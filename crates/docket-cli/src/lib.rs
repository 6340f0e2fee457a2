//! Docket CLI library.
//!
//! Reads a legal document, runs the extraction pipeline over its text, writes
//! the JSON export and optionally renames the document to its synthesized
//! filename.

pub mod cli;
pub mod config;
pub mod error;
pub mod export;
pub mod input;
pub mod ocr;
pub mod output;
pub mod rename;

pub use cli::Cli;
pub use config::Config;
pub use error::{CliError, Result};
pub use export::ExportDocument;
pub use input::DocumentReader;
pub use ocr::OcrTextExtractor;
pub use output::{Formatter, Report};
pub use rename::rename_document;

(TRY IT)
The records above should be transcribed in full, with no differences.

(SOLUTION TO THIS EXERCISE)
filename crates/docket-cli/src/lib.rs
repository 6340f0e2fee457a2
//! Docket CLI library.
//!
//! Reads a legal document, runs the extraction pipeline over its text, writes
//! the JSON export and optionally renames the document to its synthesized
//! filename.

pub mod cli;
pub mod config;
pub mod error;
pub mod export;
pub mod input;
pub mod ocr;
pub mod output;
pub mod rename;

pub use cli::Cli;
pub use config::Config;
pub use error::{CliError, Result};
pub use export::ExportDocument;
pub use input::DocumentReader;
pub use ocr::OcrTextExtractor;
pub use output::{Formatter, Report};
pub use rename::rename_document;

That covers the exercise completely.